The reassortment of flu viruses that infect different species fortunately happens relatively infrequently, says Charlotte Kristensen, a postdoctoral researcher in veterinary clinical microbiology at the University of Copenhagen. “It has to be two different viruses infecting the same host cell, and the reassortment has to be successful. And it’s not always like the gene segments are compatible,” she says.
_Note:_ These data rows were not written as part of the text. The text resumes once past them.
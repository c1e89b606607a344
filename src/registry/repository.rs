//! Holds one registry per hosted FHIR release.
//!
//! The repository lets multi-version deployments resolve profile lists
//! using the release recorded on each registry, keeping version selection
//! explicit even when several releases are served side by side.

use crate::registry::identity::FhirVersion;
use crate::registry::index::CapabilityRegistry;
use std::collections::BTreeMap;

#[derive(Default)]
/// In-memory store for capability registries keyed by `FhirVersion`.
pub struct RegistryRepository {
    registries: BTreeMap<FhirVersion, CapabilityRegistry>,
}

impl RegistryRepository {
    /// Register a registry for later lookup, replacing any previous one
    /// for the same release.
    pub fn register(&mut self, registry: CapabilityRegistry) {
        self.registries
            .insert(registry.fhir_version().clone(), registry);
    }

    /// Fetch the registry for a release, if one was registered.
    pub fn get(&self, version: &FhirVersion) -> Option<&CapabilityRegistry> {
        self.registries.get(version)
    }

    /// Profiles for a resource type under a specific release.
    ///
    /// Empty when either the release or the resource type is unknown.
    pub fn profiles(&self, version: &FhirVersion, resource_type: &str) -> &[String] {
        self.get(version)
            .map(|registry| registry.profiles(resource_type))
            .unwrap_or_default()
    }
}
//! Capability registry wiring.
//!
//! This module groups compiled StructureDefinition records by resource
//! type so callers can answer "what profiles does this resource type
//! support" without re-walking the definition list. Callers use
//! `CapabilityRegistry` for lookups against one FHIR release and
//! `RegistryRepository` when multiple releases are hosted.

pub mod identity;
pub mod index;
pub mod model;
pub mod repository;

pub use identity::FhirVersion;
pub use index::CapabilityRegistry;
pub use model::{ResourceCapability, StructureDefinition};
pub use repository::RegistryRepository;

pub use model::load_definitions_from_path;
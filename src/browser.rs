//! Opening an article outside the terminal.

use std::io;

/// Something that can display a URL.
pub trait Browser {
    fn open(&self, url: &str) -> io::Result<()>;
}

/// The platform's default browser, via the [`open`] crate.
pub struct SystemBrowser;

impl Browser for SystemBrowser {
    fn open(&self, url: &str) -> io::Result<()> {
        tracing::info!(url, "Opening article in browser");
        open::that_detached(url)
    }
}
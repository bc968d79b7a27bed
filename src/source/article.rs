//! The article types decoded from the feed.
//!
//! Field names follow the wire format (`publishedAt`, `urlToImage`), and the
//! structs serialize back to the same shape.
//!
//! ## For contributors
//!
//! Required string fields reject a *missing* key but accept `null`, which is
//! read as the empty string.  Real feeds routinely send `"author": null`.

use chrono::{DateTime, NaiveDateTime, TimeZone, Utc};
use serde::{Deserialize, Deserializer, Serialize};

use super::FeedError;

/// Exact timestamp shape used by the feed, always UTC.
pub const PUBLISHED_AT_FORMAT: &str = "%Y-%m-%dT%H:%M:%SZ";

/// The publisher of an article.
#[derive(Debug, Clone, Eq, PartialEq, Serialize, Deserialize)]
pub struct ArticleSource {
    /// Publisher slug; many feeds leave it out or send `null`.
    #[serde(default)]
    pub id: Option<String>,
    #[serde(deserialize_with = "null_as_empty")]
    pub name: String,
}

/// A single news item.
///
/// There is no identity beyond structural equality; duplicates are kept.
#[derive(Debug, Clone, Eq, PartialEq, Serialize, Deserialize)]
#[serde(rename_all = "camelCase")]
pub struct Article {
    #[serde(deserialize_with = "null_as_empty")]
    pub author: String,
    #[serde(deserialize_with = "null_as_empty")]
    pub content: String,
    #[serde(deserialize_with = "null_as_empty")]
    pub description: String,
    /// Raw timestamp, parsed on demand by [`Article::published_at`].
    #[serde(deserialize_with = "null_as_empty")]
    pub published_at: String,
    pub source: ArticleSource,
    #[serde(deserialize_with = "null_as_empty")]
    pub title: String,
    /// Link to the full story.  Rewritten in place by
    /// [`Article::normalize_url`] before it is opened.
    #[serde(deserialize_with = "null_as_empty")]
    pub url: String,
    #[serde(deserialize_with = "null_as_empty")]
    pub url_to_image: String,
}

/// One decoded payload.
#[derive(Debug, Clone, Eq, PartialEq, Serialize, Deserialize)]
pub struct FeedResult {
    pub articles: Vec<Article>,
    /// Passed through as-is; never validated.
    #[serde(deserialize_with = "null_as_empty")]
    pub status: String,
}

impl Article {
    /// Parse [`published_at`](Article::published_at) as a UTC timestamp.
    pub fn published_at(&self) -> Result<DateTime<Utc>, FeedError> {
        NaiveDateTime::parse_from_str(&self.published_at, PUBLISHED_AT_FORMAT)
            .map(|naive| Utc.from_utc_datetime(&naive))
            .map_err(|_| FeedError::ParseDate(self.published_at.clone()))
    }

    /// Prefix `http://` when the url carries no scheme, and return the
    /// resulting url.
    pub fn normalize_url(&mut self) -> &str {
        if !self.url.starts_with("http://") && !self.url.starts_with("https://") {
            self.url = format!("http://{}", self.url);
        }
        &self.url
    }
}

fn null_as_empty<'de, D>(deserializer: D) -> Result<String, D::Error>
where
    D: Deserializer<'de>,
{
    Ok(Option::<String>::deserialize(deserializer)?.unwrap_or_default())
}

// ---------------------------------------------------------------------------
// Tests
// ---------------------------------------------------------------------------
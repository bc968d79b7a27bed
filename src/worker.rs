//! Background feed fetching.
//!
//! Each fetch runs on its own short-lived thread and reports back to the UI
//! thread over an [`mpsc`] channel.  Messages carry the generation number the
//! UI handed out when it asked for the fetch, so the UI can drop results from
//! a fetch that has since been superseded.
//!
//! ## For contributors
//!
//! There is no cross-thread cancellation: a superseded fetch runs to
//! completion (bounded by the HTTP client timeout) and its result is ignored.
//! When the [`Fetcher`] is dropped the receiver goes with it, and any thread
//! still in flight exits quietly on its failed send.

use std::sync::mpsc;
use std::sync::Arc;
use std::thread;

use crate::source::{DataSource, FeedError, FeedResult};

/// Message sent from a fetch thread to the UI thread.
#[derive(Debug)]
pub struct FetchMsg {
    /// Generation passed to [`Fetcher::request`].
    pub generation: u64,
    pub result: Result<FeedResult, FeedError>,
}

/// Owns the feed source and the channel fetch threads report on.
pub struct Fetcher {
    source: Arc<dyn DataSource>,
    check_connectivity: bool,
    tx: mpsc::Sender<FetchMsg>,
    rx: mpsc::Receiver<FetchMsg>,
}

impl Fetcher {
    pub fn new(source: Arc<dyn DataSource>, check_connectivity: bool) -> Self {
        let (tx, rx) = mpsc::channel();
        Self {
            source,
            check_connectivity,
            tx,
            rx,
        }
    }

    /// Start a fetch on a background thread.
    pub fn request(&self, generation: u64) {
        let source = Arc::clone(&self.source);
        let check_connectivity = self.check_connectivity;
        let tx = self.tx.clone();

        thread::spawn(move || {
            tracing::debug!(source = source.name(), generation, "Fetch started");

            let result = if check_connectivity {
                source.probe().and_then(|()| source.fetch())
            } else {
                source.fetch()
            };

            if let Err(e) = &result {
                tracing::warn!(source = source.name(), generation, error = %e, "Fetch failed");
            }

            // If the receiver is gone the UI has exited; nothing to report to.
            if tx.send(FetchMsg { generation, result }).is_err() {
                tracing::debug!(generation, "Fetch finished after UI shut down");
            }
        });
    }

    /// Non-blocking receive, called once per UI tick.
    pub fn try_recv(&self) -> Option<FetchMsg> {
        self.rx.try_recv().ok()
    }
}

// ---------------------------------------------------------------------------
// Tests
// ---------------------------------------------------------------------------
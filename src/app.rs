//! Application state.
//!
//! [`App`] is the single writer of the article list.  Fetch results and sort
//! requests both replace the list wholesale; nothing edits it element by
//! element except URL normalization right before an article is opened.

use std::io;

use ratatui::widgets::ListState;

use crate::browser::Browser;
use crate::sort::{sort_by_date, SortOrder};
use crate::source::{Article, FeedError};
use crate::worker::FetchMsg;

/// Where the current fetch stands.
///
/// `Idle → Loading → Loaded | Failed`.  Sorting keeps a `Loaded` feed
/// `Loaded`; a new fetch from any state re-enters `Loading`.
#[derive(Debug, Default)]
pub enum FeedState {
    #[default]
    Idle,
    Loading,
    Loaded,
    Failed(FeedError),
}

pub struct App {
    /// Articles in display order.
    pub articles: Vec<Article>,
    pub state: FeedState,
    /// Direction the *next* sort request will use.
    pub sort_order: SortOrder,
    /// Generation of the most recent fetch request.
    generation: u64,
    /// List selection state for scrolling.
    pub list_state: ListState,
    /// Whether the user has requested to quit.
    pub quit: bool,
    /// Last status message.
    pub status: String,
}

impl App {
    pub fn new() -> Self {
        Self {
            articles: Vec::new(),
            state: FeedState::Idle,
            sort_order: SortOrder::Ascending,
            generation: 0,
            list_state: ListState::default(),
            quit: false,
            status: "Starting…".into(),
        }
    }

    // -- fetch lifecycle -----------------------------------------------------

    /// Enter `Loading` and return the generation to tag the fetch with.
    ///
    /// Any fetch still in flight from an earlier generation becomes stale.
    pub fn begin_fetch(&mut self) -> u64 {
        self.generation += 1;
        self.state = FeedState::Loading;
        self.status = "Loading…".into();
        self.generation
    }

    /// Apply a finished fetch.  Returns `false` if it was stale and ignored.
    pub fn apply_fetch(&mut self, msg: FetchMsg) -> bool {
        if msg.generation != self.generation {
            tracing::debug!(
                stale = msg.generation,
                current = self.generation,
                "Discarding superseded fetch result"
            );
            return false;
        }

        match msg.result {
            Ok(feed) => {
                let count = feed.articles.len();
                self.articles = feed.articles;
                self.state = FeedState::Loaded;
                self.status = format!("Fetched {count} articles");
            }
            Err(e) => {
                self.articles = Vec::new();
                self.status = match &e {
                    FeedError::Offline(_) => "No internet connection".into(),
                    other => format!("Error: {other}"),
                };
                self.state = FeedState::Failed(e);
            }
        }

        self.list_state
            .select(if self.articles.is_empty() { None } else { Some(0) });
        true
    }

    // -- sorting -------------------------------------------------------------

    /// Sort the loaded feed in [`sort_order`](App::sort_order), then flip the
    /// direction for the next call.  Does nothing unless a feed is loaded.
    pub fn sort_by_date(&mut self) {
        if !matches!(self.state, FeedState::Loaded) {
            self.status = "Nothing to sort yet".into();
            return;
        }

        let order = self.sort_order;
        self.articles = sort_by_date(&self.articles, order);
        self.sort_order = order.toggled();
        self.status = format!("Sorted {}", order.label());
        tracing::debug!(?order, count = self.articles.len(), "Sorted articles");
    }

    // -- opening -------------------------------------------------------------

    /// Normalize the selected article's URL and hand it to `browser`.
    pub fn open_selected(&mut self, browser: &dyn Browser) -> io::Result<()> {
        let Some(article) = self
            .list_state
            .selected()
            .and_then(|i| self.articles.get_mut(i))
        else {
            return Ok(());
        };

        let url = article.normalize_url();
        browser.open(url)?;
        self.status = format!("Opened {url}");
        Ok(())
    }

    // -- navigation ----------------------------------------------------------

    pub fn select_next(&mut self) {
        if self.articles.is_empty() {
            return;
        }
        let i = match self.list_state.selected() {
            Some(i) => (i + 1).min(self.articles.len() - 1),
            None => 0,
        };
        self.list_state.select(Some(i));
    }

    pub fn select_previous(&mut self) {
        if self.articles.is_empty() {
            return;
        }
        let i = match self.list_state.selected() {
            Some(i) => i.saturating_sub(1),
            None => 0,
        };
        self.list_state.select(Some(i));
    }

    pub fn select_first(&mut self) {
        if !self.articles.is_empty() {
            self.list_state.select(Some(0));
        }
    }

    pub fn select_last(&mut self) {
        if !self.articles.is_empty() {
            self.list_state.select(Some(self.articles.len() - 1));
        }
    }
}
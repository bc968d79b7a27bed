use thiserror::Error;

/// Errors produced by the fetch / decode / date-parsing pipeline.
///
/// The UI shows each variant differently, so "no internet", "server
/// unreachable" and "bad data" stay distinguishable.
#[derive(Debug, Error)]
pub enum FeedError {
    /// Connectivity pre-check failed; the fetch was never attempted.
    #[error("no internet connection ({0})")]
    Offline(String),
    /// DNS, connection, TLS, timeout or body-read failure.
    #[error("network error: {0}")]
    Network(#[from] reqwest::Error),
    /// Malformed JSON or a missing required field.
    #[error("decode error: {0}")]
    Decode(#[from] serde_json::Error),
    /// `publishedAt` is not a `yyyy-MM-ddTHH:mm:ssZ` timestamp.
    #[error("invalid publishedAt {0:?}")]
    ParseDate(String),
}
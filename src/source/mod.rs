//! Feed source abstraction layer.
//!
//! This module defines the [`DataSource`] trait, the article types shared by
//! the rest of the application, and the [`decode`] step that turns a raw
//! payload into a [`FeedResult`].  The concrete HTTP implementation lives in
//! [`json`].
//!
//! ## For contributors — adding a new source
//!
//! 1. Create a new file in this directory (e.g. `fixture.rs`).
//! 2. Define a struct and implement [`DataSource`] for it.
//! 3. Add `mod fixture;` below and re-export your struct in the `pub use` block.
//! 4. Construct it in `main.rs` instead of [`JsonFeedSource`].
//!
//! The worker, sorting and UI are all source-agnostic.

mod article;
mod error;
mod json;

// Re-export the public API of this module so callers can write
// `use crate::source::{Article, DataSource, FeedError};`
pub use article::{Article, FeedResult};
pub use error::FeedError;
pub use json::JsonFeedSource;

#[cfg(test)]
pub(crate) use article::tests::make_article;

/// Decode a raw feed payload.
///
/// Only structural problems are errors: malformed JSON, a wrong type, or a
/// missing required field.  The `status` value is carried through untouched,
/// so a feed reporting something other than `"ok"` still decodes.
pub fn decode(raw: &str) -> Result<FeedResult, FeedError> {
    Ok(serde_json::from_str(raw)?)
}

/// Trait that every feed source must implement.
///
/// The worker calls [`probe()`](DataSource::probe) and then
/// [`fetch()`](DataSource::fetch) on a background thread, and shares the
/// source between fetches, so implementations must be [`Send`] + [`Sync`].
pub trait DataSource: Send + Sync {
    /// Human-readable label used in logs and the status bar.
    fn name(&self) -> &str;

    /// Cheap connectivity pre-check run before every fetch.
    ///
    /// Returning [`FeedError::Offline`] short-circuits the fetch so the UI can
    /// show a "no internet" indicator instead of a generic failure.
    fn probe(&self) -> Result<(), FeedError> {
        Ok(())
    }

    /// Fetch and decode the feed.
    fn fetch(&self) -> Result<FeedResult, FeedError>;
}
Such reassortment happens all the time between avian flu strains that infect birds, says Yuan Liang, also a University of Copenhagen veterinary clinical microbiology postdoctoral researcher. “Especially since 2020, there have been a lot of new variants emerging because of reassortments” in birds, Liang says.
The various strains of H5N1 circulating now in wild birds, domestic poultry and dairy cows have yet to cause a pandemic in people. It’s hard to say whether the virus will stay mostly in animals or whether we’re now in a period like the one before the 2009 flu pandemic, when farmworkers occasionally came down with a reassorted virus that would later gain the gene sequences it needed to spread from person to person. No one expected H5N1 to take hold in dairy cattle, Liang says, so the question now is what new, unexpected step this virus might take.
“This whole situation really highlights how little we know and how complex it is,” Kristensen says.